Tuscany is also the home of the Puccini Opera Festival, held every summer in July / August, in Lucca. If the timing of your trip allows, a visit to the open-air theater is a must. Each year, in keeping with a dying wish of Puccini's, a selection of his performances take place outside, with Lake Massaciuccoli providing a gloriously imposing backdrop. Arblaster and Clark offer the tailor-made Opera and Wine vacation with the best tickets guaranteed, and trips to visit vineyards in the Lucchesi Hills.

Tuscany also boasts fantastic trattorias, wine bars and designer shopping opportunities alongside the historical architecture and monuments. Tuscany wine tours are amongst the most culturally stimulating of vacations available.

4. Spain – Andalucia, Rioja and Navarra

Spain has the largest amount of vineyards per square meter anywhere in the world. A good starting point for investigating the myriad wine tour opportunities here is cellartours.com, where several intriguing trips are suggested.

Andalucia in southern Spain is home to that most famous of wines, Sherry. Real sherry comes from a very specific area in the province of Cadiz, making a visit here a must for wine buffs. Andalucia also has wonderful tavernas and tapas bars to tempt you, the stunning Alhambra palace in Granada and the Mezquita in Cordoba to explore. Further north, there is Navarra, a region making a name for itself with Tempranillo, Cabernet Sauvignon and Merlot wines, and near to Navarra is Rioja, the region in which the rich, oak-flavored red wine sharing its name originates.

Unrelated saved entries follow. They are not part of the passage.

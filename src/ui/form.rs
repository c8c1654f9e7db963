use super::grid::render_header;
use super::{centered_rect, key_span};
use crate::app::{App, EditModal, InputMode};
use crate::form::{FormField, RecipeForm};
use ratatui::{
    Frame,
    layout::{Constraint, Direction, Layout, Rect},
    style::{Color, Style},
    text::{Line, Span},
    widgets::{Block, Borders, Clear, Paragraph, Wrap},
};

/// The "add recipe" section.
pub fn render_page(app: &App, frame: &mut Frame) {
    let area = frame.area();
    let chunks = Layout::default()
        .direction(Direction::Vertical)
        .constraints([
            Constraint::Length(3),
            Constraint::Min(10),
            Constraint::Length(1),
        ])
        .split(area);

    render_header(app, frame, chunks[0]);

    // The page form is live unless the edit modal owns the keyboard
    let active = app.input_mode == InputMode::Form && !app.editing();
    render_fields(&app.add_form, active, " New recipe ", frame, chunks[1]);

    let status = if active {
        Line::from(vec![
            key_span(" Tab"),
            Span::raw(" Next field  "),
            key_span("Ctrl+S"),
            Span::raw(" Save  "),
            key_span("Esc"),
            Span::raw(" Stop editing  "),
            Span::styled(&app.status_msg, Style::default().fg(Color::DarkGray)),
        ])
    } else {
        Line::from(vec![
            key_span(" Enter"),
            Span::raw(" Start editing  "),
            key_span("1/2/3"),
            Span::raw(" Switch view  "),
            key_span("?"),
            Span::raw(" Help  "),
            key_span("q"),
            Span::raw(" Quit  "),
            Span::styled(&app.status_msg, Style::default().fg(Color::DarkGray)),
        ])
    };
    frame.render_widget(Paragraph::new(status), chunks[2]);
}

/// Edit popup for a recipe the user created.
pub fn render_modal(edit: &EditModal, frame: &mut Frame) {
    let area = centered_rect(80, 85, frame.area());
    frame.render_widget(Clear, area);
    let chunks = Layout::default()
        .direction(Direction::Vertical)
        .constraints([Constraint::Min(10), Constraint::Length(1)])
        .split(area);

    render_fields(&edit.form, true, " Edit recipe ", frame, chunks[0]);
    let status = Line::from(vec![
        key_span(" Tab"),
        Span::raw(" Next field  "),
        key_span("Ctrl+S"),
        Span::raw(" Save changes  "),
        key_span("Esc"),
        Span::raw(" Cancel"),
    ]);
    frame.render_widget(Paragraph::new(status), chunks[1]);
}

fn render_fields(form: &RecipeForm, active: bool, title: &str, frame: &mut Frame, area: Rect) {
    let outer = Block::default()
        .borders(Borders::ALL)
        .border_style(Style::default().fg(Color::DarkGray))
        .title(title);
    let inner = outer.inner(area);
    frame.render_widget(outer, area);

    let rows = Layout::default()
        .direction(Direction::Vertical)
        .constraints([
            Constraint::Length(3),
            Constraint::Length(3),
            Constraint::Length(3),
            Constraint::Min(4),
            Constraint::Min(4),
        ])
        .split(inner);

    for (field, row) in FormField::ALL.iter().zip(rows.iter()) {
        let focused = active && form.focus == *field;
        let style = if focused {
            Style::default().fg(Color::Yellow)
        } else {
            Style::default().fg(Color::DarkGray)
        };
        let value = form.value(*field);
        let widget = Paragraph::new(value)
            .style(Style::default().fg(Color::White))
            .wrap(Wrap { trim: false })
            .block(
                Block::default()
                    .borders(Borders::ALL)
                    .border_style(style)
                    .title(Span::styled(format!(" {} ", field.label()), style)),
            );
        frame.render_widget(widget, *row);

        if focused {
            let last = value.rsplit('\n').next().unwrap_or("");
            let line = value.matches('\n').count() as u16;
            let x = row.x + 1 + unicode_width::UnicodeWidthStr::width(last) as u16;
            let y = row.y + 1 + line;
            if x < row.right() && y < row.bottom() {
                frame.set_cursor_position((x, y));
            }
        }
    }
}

5. South America – Chile and Argentina

Argentina produces excellent Malbec, especially in the dry, warm province of Mendoza, whereas Chile is better known for its quality Cabernet Sauvignons. Avalon Wine Tours runs a deluxe vacation package that takes in the vineyards of both Chile and Argentina. With the Andes running between them, both countries share a similar climate, and are rich in diverse flora and fauna. The dramatic mountainous landscape makes this part of the world a very exciting location to explore on a wine tour, and the competition that exists between Chile and Argentina in the world of wine has led to both countries raising their game, thus providing an even more rewarding taste experience for their visitors.

The choice is constantly growing, but wherever you take your wine tour, the experience is one that's bound to enrich and delight. It's a great complement to making wine yourself!